Posts Tagged ‘apartheid’


Skin Deep

August 23, 2011

Skin (2008) is the true life story of Sandra Laing, a black girl who was born to white Afrikaner parents in Apartheid era South Africa.  The film tells the story of Sandra’s struggle with identity largely during her adolescent and young adult years.  Raised with her older brother (whose skin is white) Sandra believes that she is white but is subject to the cruel punishment and belittlement of her school peers and teachers who see her as a kaffir.  Sandra’s confusion and her parents’ tireless attempts to prove that she is indeed white lands their unique case at the highest levels of the South African courts.  After testimony from genetics experts and observations of her ethnic features by “doctors” Sandra is legally classified as white and bounces off into the sunset with her blonde haired, blue eyed doll that she values so much.

Of course life is not happily ever after for the family as Sandra’s skin continues to divide her community.  Sandra is an oddity in her dating years.  A novelty for the Afrikaner whites and intriguing to the Swaziland natives Sandra must decide what side of the love fence feels most genuine to her peaking sexual identity.  Sandra’s decision also divides her family wherein her father, a staunch supporter of the Apartheid government, disowns her when Sandra becomes pregnant by a black man. Sandra’s mother, also a supporter of the government (albeit torn by the love for her daughter) too distances herself.  It is when Sandra rears her children that she legally reclassifies herself as black for fear of losing them.

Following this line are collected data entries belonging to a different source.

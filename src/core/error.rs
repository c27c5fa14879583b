use axum::{
    http::StatusCode,
    response::{IntoResponse, Response},
    Json,
};
use thiserror::Error;
use validator::ValidationErrors;

use crate::shared::types::{ApiResponse, FieldError};
use crate::shared::validation::to_field_errors;

/// PostgreSQL `unique_violation`
const PG_UNIQUE_VIOLATION: &str = "23505";
/// PostgreSQL `foreign_key_violation`
const PG_FOREIGN_KEY_VIOLATION: &str = "23503";

/// Operation reported when a database error reaches a handler without context
const UNNAMED_DATABASE_OPERATION: &str = "Database error occurred";

#[derive(Debug, Error)]
pub enum AppError {
    /// Database failure during `operation`, e.g. "Error creating student"
    #[error("{operation}: {source}")]
    Database {
        operation: &'static str,
        #[source]
        source: sqlx::Error,
    },

    #[error("Not found: {0}")]
    NotFound(String),

    #[error("Validation errors")]
    Validation(Vec<FieldError>),

    #[error("Bad request: {0}")]
    BadRequest(String),

    /// Uniqueness or referential conflict. Rendered as 400.
    #[error("Conflict: {0}")]
    Conflict(String),

    #[error("Internal server error: {0}")]
    Internal(String),
}

impl AppError {
    /// `map_err` adapter that tags a database error with the failed operation
    pub fn database(operation: &'static str) -> impl FnOnce(sqlx::Error) -> Self {
        move |source| AppError::Database { operation, source }
    }

    /// Map constraint violations raised by a write into a conflict carrying
    /// `conflict_message`. Every other database error is reported under
    /// `operation`.
    pub fn from_write_error(
        e: sqlx::Error,
        operation: &'static str,
        conflict_message: &str,
    ) -> Self {
        if let Some(code) = constraint_violation(&e) {
            tracing::warn!("Constraint violation ({}) during: {}", code, operation);
            return AppError::Conflict(conflict_message.to_string());
        }

        AppError::Database {
            operation,
            source: e,
        }
    }

    /// Whether a write failed because a referenced row does not exist
    pub fn is_foreign_key_violation(e: &sqlx::Error) -> bool {
        constraint_violation(e) == Some(PG_FOREIGN_KEY_VIOLATION)
    }
}

/// The SQLSTATE of a unique or foreign-key violation, if `e` is one
fn constraint_violation(e: &sqlx::Error) -> Option<&'static str> {
    let sqlx::Error::Database(db_err) = e else {
        return None;
    };
    match &*db_err.code()? {
        PG_UNIQUE_VIOLATION => Some(PG_UNIQUE_VIOLATION),
        PG_FOREIGN_KEY_VIOLATION => Some(PG_FOREIGN_KEY_VIOLATION),
        _ => None,
    }
}

impl From<sqlx::Error> for AppError {
    fn from(source: sqlx::Error) -> Self {
        AppError::Database {
            operation: UNNAMED_DATABASE_OPERATION,
            source,
        }
    }
}

impl From<ValidationErrors> for AppError {
    fn from(errors: ValidationErrors) -> Self {
        AppError::Validation(to_field_errors(&errors, &[]))
    }
}

impl IntoResponse for AppError {
    fn into_response(self) -> Response {
        let (status, body) = match self {
            AppError::Database { operation, source } => {
                tracing::error!("{}: {:?}", operation, source);
                (
                    StatusCode::INTERNAL_SERVER_ERROR,
                    ApiResponse::<()>::error(
                        operation.to_string(),
                        Some(source.to_string()),
                        None,
                    ),
                )
            }
            AppError::NotFound(msg) => (
                StatusCode::NOT_FOUND,
                ApiResponse::<()>::error(msg, None, None),
            ),
            AppError::Validation(errors) => (
                StatusCode::BAD_REQUEST,
                ApiResponse::<()>::error("Validation errors".to_string(), None, Some(errors)),
            ),
            AppError::BadRequest(msg) => (
                StatusCode::BAD_REQUEST,
                ApiResponse::<()>::error(msg, None, None),
            ),
            AppError::Conflict(msg) => (
                StatusCode::BAD_REQUEST,
                ApiResponse::<()>::error(msg, None, None),
            ),
            AppError::Internal(msg) => {
                tracing::error!("Internal error: {}", msg);
                (
                    StatusCode::INTERNAL_SERVER_ERROR,
                    ApiResponse::<()>::error("Internal server error".to_string(), Some(msg), None),
                )
            }
        };

        (status, Json(body)).into_response()
    }
}

pub type Result<T> = std::result::Result<T, AppError>;
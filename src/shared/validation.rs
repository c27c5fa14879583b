use lazy_static::lazy_static;
use regex::Regex;
use serde::{Deserialize, Deserializer};
use validator::ValidationErrors;

use crate::shared::types::FieldError;

lazy_static! {
    /// Regex for validating student email addresses
    /// - Valid: "jane.doe@school.edu", "a-b@mail.co.uk"
    /// - Invalid: "jane@", "@school.edu", "jane@school", "jane@school.education",
    ///   "josé@school.edu" (`\w` is ASCII only)
    pub static ref EMAIL_REGEX: Regex =
        Regex::new(r"(?-u)^\w+([.-]?\w+)*@\w+([.-]?\w+)*(\.\w{2,3})+$").unwrap();
}

/// Deserialize an explicit `null` string field as empty, so it fails field
/// validation like a missing one
pub fn null_as_empty<'de, D>(deserializer: D) -> std::result::Result<String, D::Error>
where
    D: Deserializer<'de>,
{
    Ok(Option::<String>::deserialize(deserializer)?.unwrap_or_default())
}

/// Convert a Rust field name to the camelCase name used on the wire
fn camel_case(field: &str) -> String {
    let mut out = String::with_capacity(field.len());
    let mut upper_next = false;
    for c in field.chars() {
        if c == '_' {
            upper_next = true;
        } else if upper_next {
            out.extend(c.to_uppercase());
            upper_next = false;
        } else {
            out.push(c);
        }
    }
    out
}

/// Flatten validator output into field-level messages, sorted by field.
///
/// `renames` maps Rust field names whose JSON name is not simply their
/// camelCase form (e.g. `("class_label", "class")`).
pub fn to_field_errors(errors: &ValidationErrors, renames: &[(&str, &str)]) -> Vec<FieldError> {
    let mut out = Vec::new();

    for (field, field_errors) in errors.field_errors() {
        let field: &str = field.as_ref();
        let name = renames
            .iter()
            .find(|(from, _)| *from == field)
            .map(|(_, to)| to.to_string())
            .unwrap_or_else(|| camel_case(field));

        for error in field_errors.iter() {
            let message = error
                .message
                .as_ref()
                .map(|m| m.to_string())
                .unwrap_or_else(|| format!("{} is invalid", name));
            out.push(FieldError {
                field: name.clone(),
                message,
            });
        }
    }

    out.sort_by(|a, b| a.field.cmp(&b.field));
    out
}
use std::collections::BTreeMap;

use chrono::NaiveDate;
use serde::{Deserialize, Serialize};
use utoipa::ToSchema;

use crate::features::attendance::models::AttendanceStatus;

/// Status counts and attendance percentage over a set of marks
#[derive(Debug, Clone, Copy, Default, PartialEq, Serialize, Deserialize, ToSchema)]
pub struct AttendanceStatisticsDto {
    pub total: i64,
    pub present: i64,
    pub absent: i64,
    pub late: i64,
    /// (present + late) / total × 100, rounded to two decimals; 0 when empty
    pub percentage: f64,
}

impl AttendanceStatisticsDto {
    pub fn from_statuses<I>(statuses: I) -> Self
    where
        I: IntoIterator<Item = AttendanceStatus>,
    {
        let (mut present, mut absent, mut late) = (0, 0, 0);
        for status in statuses {
            match status {
                AttendanceStatus::Present => present += 1,
                AttendanceStatus::Absent => absent += 1,
                AttendanceStatus::Late => late += 1,
            }
        }
        Self::from_counts(present, absent, late)
    }

    pub fn from_counts(present: i64, absent: i64, late: i64) -> Self {
        let total = present + absent + late;
        Self {
            total,
            present,
            absent,
            late,
            percentage: attendance_percentage(present + late, total),
        }
    }
}

fn attendance_percentage(attended: i64, total: i64) -> f64 {
    if total == 0 {
        return 0.0;
    }
    let raw = attended as f64 / total as f64 * 100.0;
    (raw * 100.0).round() / 100.0
}

/// Per-day tally of attendance marks
#[derive(Debug, Clone, Copy, Default, PartialEq, Eq, Serialize, Deserialize, ToSchema)]
pub struct DailyTallyDto {
    pub present: i64,
    pub absent: i64,
    pub late: i64,
    pub total: i64,
}

impl DailyTallyDto {
    fn record(&mut self, status: AttendanceStatus) {
        match status {
            AttendanceStatus::Present => self.present += 1,
            AttendanceStatus::Absent => self.absent += 1,
            AttendanceStatus::Late => self.late += 1,
        }
        self.total += 1;
    }

    /// Bucket marks by calendar date, keyed `YYYY-MM-DD`
    pub fn bucket_by_date<I>(records: I) -> BTreeMap<String, DailyTallyDto>
    where
        I: IntoIterator<Item = (NaiveDate, AttendanceStatus)>,
    {
        let mut buckets: BTreeMap<String, DailyTallyDto> = BTreeMap::new();
        for (date, status) in records {
            buckets
                .entry(date.format("%Y-%m-%d").to_string())
                .or_default()
                .record(status);
        }
        buckets
    }
}
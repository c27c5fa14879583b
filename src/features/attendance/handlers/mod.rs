pub mod attendance_handler;

pub use attendance_handler::*;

This film is an ironic take on the story of the tragic mulatto.  Sandra is not of mixed race blood but as far as everyone else is concerned it is perception that matters.  There are some hard to watch scenes in the film where she uses bleaches and creams to lighten her features because of her confusion.  Sandra hates her black skin and yet she is not black.  But she is black.  But she isn’t black.  Get the picture?  This film will appeal to brown people who have ever developed a mental condition about being  “light-skinned” or white people who’ve developed a mental condition about their “olive” features.  Skin is not just skin here.  3 Siggies.



District 9: Political and Pure Awesomeness

August 17, 2009


When I saw the trailer for District 9 I was immediately taken by the concept of a Peter Jackson-produced tale in which aliens and humans coexist.  Even more surprising was the fact that a major sci-fi flick would take place not in America but rather the birthplace of civilization.  Pretty freaking cool, indeed.  Lest I give away too much of the film (which is hard because I’m so juiced about what I witnessed in the frenzied theatre full of Trekkies no doubt) let it be known that this is a movie about apartheid, bigotry, and intolerance under the guise of marvelous visual effects and creepy characters.   And as my friend Dan just put it so eloquently, apparently an alien film is the only way the people can talk about racism comfortably.  Thanks Dan.  By the way, check out his blog on sports, hip hop, and beards- yes, as in facial hair at

So here we are in a peculiar time in political history where aliens land in South Africa not to take over the world but just because by some strange happenstance they arrive without rhyme or reason.  After being forced into District 9, a ghetto where drug abuse, prostitution, gun-running, and violence inevitably abound; the government-controlled powers that be decide to move the aliens (derogatorily referred to as Prawns) even further away from the city into another slum…not without first exploiting their weaponry of course.  Nice.  Picked to head the relocation is Wikus Van De Merwe (Sharlto Copely) who as the film progresses, transforms from a prejudiced government lackey into a tolerant and sympathetic advocate.

district 9-2

District 9 is engrossing, clever, and peppered with humor- whereas cat food of all things is like crack to the Prawns.  In the August 14th edition of Entertainment Weekly D9’s director, Neil Blomkamp, a South African gent, observes “it was not (his) intention to make a film about apartheid” but rather to portray the realism of something that could possibly happen.  It is difficult however not to draw parallels between an imaginary film and the political hot topics of today.  People fear what they do not understand and will rush to town hall meetings to scream about socialism if given the chance and camera time.  I’m just saying.  Obama is not saying anything he didn’t say during his campaign, but I digress…

So for it’s political relevance and propensity to spark debates about the bastardization of a culture of any sort District 9 gets tres Siggys.  Go see it and confront that ubiquitous elephant in the room patiently awaiting a discussion.